Compton Petroleum has applied to the EUB to reduce the size of the EPZ for its proposed six critical sour gas wells from a 15-kilometre radius to four kilometres.

This would remove nearly 250,000 southeast Calgary residents from the emergency planning zone and leave fewer than 200 homes within the EPZ.

But Neilson notes that the EUB's new model isn't being developed to make EPZs smaller or cheaper to manage for industry. The single model won't be approved by the regulatory board in time to be considered at the Compton hearing in mid-January, he points out.

Neilson says when the new model is implemented, he expects the size of some EPZs will shrink but the size of others could grow, depending on the site-specific factors that are plugged into each case.

Friesen, however, says Calgary health officials believe the H2S levels used to calculate EPZs are crucial, because these figures define the size of the area where a company has to plan for and actively manage the emergency response.

The CHR has recommended that the EUB either keep the 1990 standard of 100 ppm over three minutes, or implement a similarly protective health standard used by the U.S. Environmental Protection Agency.

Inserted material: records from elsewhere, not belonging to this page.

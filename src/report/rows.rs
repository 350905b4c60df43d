//! Model rows with per-column best/worse marks.

use crate::{
    catalog::NormalizedModel,
    query::{Polarity, SortField},
};

use super::format::{format_cost, format_flag, format_modalities, format_text, format_tokens};

/// How a cell compares with the same column in other rows.
#[derive(Debug, Clone, Copy, Default, PartialEq, Eq)]
pub enum Mark {
    #[default]
    Neutral,
    Best,
    Worse,
}

#[derive(Debug, Clone, PartialEq)]
pub struct Cell {
    pub text: String,
    pub mark: Mark,
}

impl Cell {
    pub fn plain(text: impl Into<String>) -> Self {
        Self {
            text: text.into(),
            mark: Mark::Neutral,
        }
    }
}

/// Report columns, in display order.
#[derive(Debug, Clone, Copy, PartialEq, Eq)]
pub enum Column {
    Model,
    Provider,
    Mode,
    Knowledge,
    Input,
    Output,
    Reasoning,
    Tools,
    Context,
    MaxOut,
    InputCost,
    OutputCost,
    CacheReadCost,
    CacheWriteCost,
}

impl Column {
    pub const ALL: [Column; 14] = [
        Column::Model,
        Column::Provider,
        Column::Mode,
        Column::Knowledge,
        Column::Input,
        Column::Output,
        Column::Reasoning,
        Column::Tools,
        Column::Context,
        Column::MaxOut,
        Column::InputCost,
        Column::OutputCost,
        Column::CacheReadCost,
        Column::CacheWriteCost,
    ];

    pub fn header(&self) -> &'static str {
        match self {
            Column::Model => "Model",
            Column::Provider => "Provider",
            Column::Mode => "Mode",
            Column::Knowledge => "Knowledge",
            Column::Input => "Input",
            Column::Output => "Output",
            Column::Reasoning => "Reasoning",
            Column::Tools => "Tools",
            Column::Context => "Context",
            Column::MaxOut => "Max Out",
            Column::InputCost => "$/1M In",
            Column::OutputCost => "$/1M Out",
            Column::CacheReadCost => "$/1M Cache R",
            Column::CacheWriteCost => "$/1M Cache W",
        }
    }

    /// The numeric field behind a column, for ranking.
    fn field(&self) -> Option<SortField> {
        match self {
            Column::Context => Some(SortField::MaxInputTokens),
            Column::MaxOut => Some(SortField::MaxOutputTokens),
            Column::InputCost => Some(SortField::InputCostPerToken),
            Column::OutputCost => Some(SortField::OutputCostPerToken),
            Column::CacheReadCost => Some(SortField::CacheReadCostPerToken),
            Column::CacheWriteCost => Some(SortField::CacheWriteCostPerToken),
            _ => None,
        }
    }

    fn flag(&self, model: &NormalizedModel) -> Option<Option<bool>> {
        match self {
            Column::Reasoning => Some(model.reasoning),
            Column::Tools => Some(model.tool_call),
            _ => None,
        }
    }

    fn text(&self, model: &NormalizedModel) -> String {
        match self {
            Column::Model => model.key.clone(),
            Column::Provider => format_text(Some(model.provider.as_str())),
            Column::Mode => format_text(Some(model.mode.as_str())),
            Column::Knowledge => format_text(model.knowledge_cutoff.as_deref()),
            Column::Input => format_modalities(&model.input_modalities),
            Column::Output => format_modalities(&model.output_modalities),
            Column::Reasoning => format_flag(model.reasoning),
            Column::Tools => format_flag(model.tool_call),
            Column::Context => format_tokens(model.max_input_tokens),
            Column::MaxOut => format_tokens(model.max_output_tokens),
            Column::InputCost => format_cost(model.input_cost_per_token),
            Column::OutputCost => format_cost(model.output_cost_per_token),
            Column::CacheReadCost => format_cost(model.cache_read_cost_per_token),
            Column::CacheWriteCost => format_cost(model.cache_write_cost_per_token),
        }
    }
}

/// Headers and marked rows for one table.
#[derive(Debug, Clone, PartialEq)]
pub struct TableData {
    pub headers: Vec<&'static str>,
    pub rows: Vec<Vec<Cell>>,
}

/// Build rows for a table. Marks are only assigned when there is more than
/// one row to compare against.
pub fn build_rows(models: &[&NormalizedModel]) -> TableData {
    let compare = models.len() > 1;

    let best: Vec<Option<f64>> = Column::ALL
        .iter()
        .map(|column| {
            let field = column.field()?;
            let values = models.iter().filter_map(|m| field.value(m));
            match field.polarity() {
                Polarity::HigherIsBetter => values.reduce(f64::max),
                Polarity::LowerIsBetter => values.reduce(f64::min),
            }
        })
        .collect();

    let rows = models
        .iter()
        .map(|model| {
            Column::ALL
                .iter()
                .zip(&best)
                .map(|(column, best)| {
                    let mark = if !compare {
                        Mark::Neutral
                    } else if let Some(flag) = column.flag(model) {
                        match flag {
                            Some(true) => Mark::Best,
                            Some(false) => Mark::Worse,
                            None => Mark::Neutral,
                        }
                    } else {
                        match (column.field().and_then(|f| f.value(model)), best) {
                            (Some(value), Some(best)) if value == *best => Mark::Best,
                            (Some(_), Some(_)) => Mark::Worse,
                            _ => Mark::Neutral,
                        }
                    };
                    Cell {
                        text: column.text(model),
                        mark,
                    }
                })
                .collect()
        })
        .collect();

    TableData {
        headers: Column::ALL.iter().map(Column::header).collect(),
        rows,
    }
}

#[cfg(test)]
mod tests {
    use super::*;
    use crate::catalog::{RawCatalogEntry, RawCost, RawLimit};

    fn model(
        key: &str,
        input_cost: Option<f64>,
        context: Option<u64>,
        reasoning: Option<bool>,
    ) -> NormalizedModel {
        let raw = RawCatalogEntry {
            reasoning,
            cost: Some(RawCost {
                input: input_cost,
                ..Default::default()
            }),
            limit: Some(RawLimit {
                context,
                ..Default::default()
            }),
            ..Default::default()
        };
        NormalizedModel::from_raw(key.into(), key.into(), "acme".into(), &raw)
    }

    fn column(table: &TableData, header: &str) -> Vec<Cell> {
        let idx = table.headers.iter().position(|h| *h == header).unwrap();
        table.rows.iter().map(|r| r[idx].clone()).collect()
    }

    #[test]
    fn test_headers() {
        let table = build_rows(&[]);
        assert_eq!(table.headers.len(), 14);
        assert_eq!(table.headers[0], "Model");
        assert_eq!(table.headers[13], "$/1M Cache W");
        assert!(table.rows.is_empty());
    }

    #[test]
    fn test_single_row_is_unmarked() {
        let m = model("a", Some(1.0), Some(1000), Some(true));
        let table = build_rows(&[&m]);
        assert!(table.rows[0].iter().all(|c| c.mark == Mark::Neutral));
    }

    #[test]
    fn test_best_per_polarity() {
        let cheap_small = model("a", Some(0.5), Some(8_000), Some(false));
        let pricey_large = model("b", Some(30.0), Some(200_000), Some(true));
        let unknown = model("c", None, None, None);
        let table = build_rows(&[&cheap_small, &pricey_large, &unknown]);

        let costs = column(&table, "$/1M In");
        assert_eq!(costs[0].mark, Mark::Best);
        assert_eq!(costs[1].mark, Mark::Worse);
        assert_eq!(costs[2].mark, Mark::Neutral);
        assert_eq!(costs[2].text, "N/A");

        let context = column(&table, "Context");
        assert_eq!(context[0].mark, Mark::Worse);
        assert_eq!(context[1].mark, Mark::Best);
        assert_eq!(context[1].text, "200k");

        let reasoning = column(&table, "Reasoning");
        assert_eq!(reasoning[0].mark, Mark::Worse);
        assert_eq!(reasoning[1].mark, Mark::Best);
        assert_eq!(reasoning[2].mark, Mark::Neutral);

        let names = column(&table, "Model");
        assert!(names.iter().all(|c| c.mark == Mark::Neutral));
    }

    #[test]
    fn test_zero_cost_is_best_and_rendered() {
        let free = model("free", Some(0.0), None, None);
        let paid = model("paid", Some(2.0), None, None);
        let table = build_rows(&[&paid, &free]);

        let costs = column(&table, "$/1M In");
        assert_eq!(costs[1].text, "$0.00");
        assert_eq!(costs[1].mark, Mark::Best);
    }
}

The EUB's attempt to resolve the debate, by inviting medical experts and other stakeholders to a meeting in Calgary in late November, ended with Alberta's leading researchers on sour gas disagreeing over which H2S levels should be used, according to a transcript of that meeting.

Alberta environmentalist Martha Kostuch, who participated in the meeting, says she's not convinced the new model with its higher H2S levels will better protect people from a sour gas accident.

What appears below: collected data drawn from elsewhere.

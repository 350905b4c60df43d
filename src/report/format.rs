//! Cell text for model attributes.

use crate::catalog::TOKENS_PER_MILLION;

/// Placeholder for values the catalog does not publish.
pub const NOT_AVAILABLE: &str = "N/A";

pub const CHECK: &str = "✓";
pub const CROSS: &str = "×";

/// Token counts with a `k`/`M` suffix, e.g. `128k`, `1.049M`.
pub fn format_tokens(tokens: Option<u64>) -> String {
    let Some(tokens) = tokens else {
        return NOT_AVAILABLE.to_string();
    };
    if tokens >= 1_000_000 {
        format!("{}M", group_thousands(tokens as f64 / 1_000_000.0))
    } else if tokens >= 1_000 {
        format!("{}k", group_thousands(tokens as f64 / 1_000.0))
    } else {
        group_thousands(tokens as f64)
    }
}

/// Per-token cost shown per million tokens: two decimals from $1, three below.
pub fn format_cost(cost_per_token: Option<f64>) -> String {
    let Some(cost) = cost_per_token else {
        return NOT_AVAILABLE.to_string();
    };
    if cost == 0.0 {
        return "$0.00".to_string();
    }
    let per_million = cost * TOKENS_PER_MILLION;
    if per_million >= 1.0 {
        format!("${per_million:.2}")
    } else {
        format!("${per_million:.3}")
    }
}

/// One glyph per modality: `T`, `I`, `A`, `V`, `P`, otherwise the first letter.
pub fn format_modalities(modalities: &[String]) -> String {
    if modalities.is_empty() {
        return NOT_AVAILABLE.to_string();
    }
    modalities
        .iter()
        .filter_map(|m| modality_glyph(m))
        .collect()
}

fn modality_glyph(modality: &str) -> Option<char> {
    let glyph = match modality.to_lowercase().as_str() {
        "text" => 'T',
        "image" => 'I',
        "audio" => 'A',
        "video" => 'V',
        "pdf" => 'P',
        other => other.chars().next()?.to_ascii_uppercase(),
    };
    Some(glyph)
}

pub fn format_flag(flag: Option<bool>) -> String {
    match flag {
        Some(true) => CHECK.to_string(),
        _ => CROSS.to_string(),
    }
}

pub fn format_text(value: Option<&str>) -> String {
    match value.map(str::trim) {
        Some(v) if !v.is_empty() => v.to_string(),
        _ => NOT_AVAILABLE.to_string(),
    }
}

/// Up to three decimals, trailing zeros dropped, with `,` thousands separators.
fn group_thousands(value: f64) -> String {
    let rounded = format!("{value:.3}");
    let (int_part, frac_part) = rounded.split_once('.').unwrap_or((rounded.as_str(), ""));
    let frac_part = frac_part.trim_end_matches('0');

    let digits = int_part.len();
    let mut grouped = String::with_capacity(digits + digits / 3);
    for (i, c) in int_part.chars().enumerate() {
        if i > 0 && (digits - i) % 3 == 0 {
            grouped.push(',');
        }
        grouped.push(c);
    }

    if frac_part.is_empty() {
        grouped
    } else {
        format!("{grouped}.{frac_part}")
    }
}

#[cfg(test)]
mod tests {
    use rstest::rstest;

    use super::*;

    #[rstest]
    #[case(None, "N/A")]
    #[case(Some(0), "0")]
    #[case(Some(512), "512")]
    #[case(Some(8_192), "8.192k")]
    #[case(Some(128_000), "128k")]
    #[case(Some(200_000), "200k")]
    #[case(Some(1_000_000), "1M")]
    #[case(Some(1_048_576), "1.049M")]
    #[case(Some(2_000_000_000), "2,000M")]
    fn test_format_tokens(#[case] tokens: Option<u64>, #[case] expected: &str) {
        assert_eq!(format_tokens(tokens), expected);
    }

    #[rstest]
    #[case(None, "N/A")]
    #[case(Some(0.0), "$0.00")]
    #[case(Some(0.00003), "$30.00")]
    #[case(Some(0.0000025), "$2.50")]
    #[case(Some(0.0000005), "$0.500")]
    #[case(Some(0.00000015), "$0.150")]
    fn test_format_cost(#[case] cost: Option<f64>, #[case] expected: &str) {
        assert_eq!(format_cost(cost), expected);
    }

    #[test]
    fn test_format_modalities() {
        let modalities: Vec<String> = ["text", "image", "Audio", "video", "pdf", "embedding"]
            .iter()
            .map(|s| s.to_string())
            .collect();
        assert_eq!(format_modalities(&modalities), "TIAVPE");
        assert_eq!(format_modalities(&[]), "N/A");
    }

    #[test]
    fn test_format_flag_and_text() {
        assert_eq!(format_flag(Some(true)), "✓");
        assert_eq!(format_flag(Some(false)), "×");
        assert_eq!(format_flag(None), "×");
        assert_eq!(format_text(Some(" 2024-04 ")), "2024-04");
        assert_eq!(format_text(Some("")), "N/A");
        assert_eq!(format_text(None), "N/A");
    }
}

The less conservative the model is in terms of potential health risks, she says, "the smaller the emergency response zone is going to be and the fewer people that are going to be subject to whatever emergency plan there is."

However, Kostuch says it also doesn't make sense to have a model where the EPZ is so large - encompassing 250,000 people in southeast Calgary, for example - that mass panic and evacuation might cause more harm than a sour gas leak.

"But I also want an emergency response zone that makes sure the public's health is protected."

Kostuch urges the EUB, before it makes the switch to a single model for calculating EPZs, to find a process whereby medical experts and other stakeholders can agree on the H2S levels and other factors to be built into the model.

However, EUB adviser Nielson says he has carefully considered everyone's views and will now write a report - including his recommendations on what H2S levels should be used to calculate EPZs - for the regulatory board.

Nielson adds he hopes to have a draft report ready for input from all stakeholders by February, consider their feedback and then submit a final report to the EUB in April for its decision.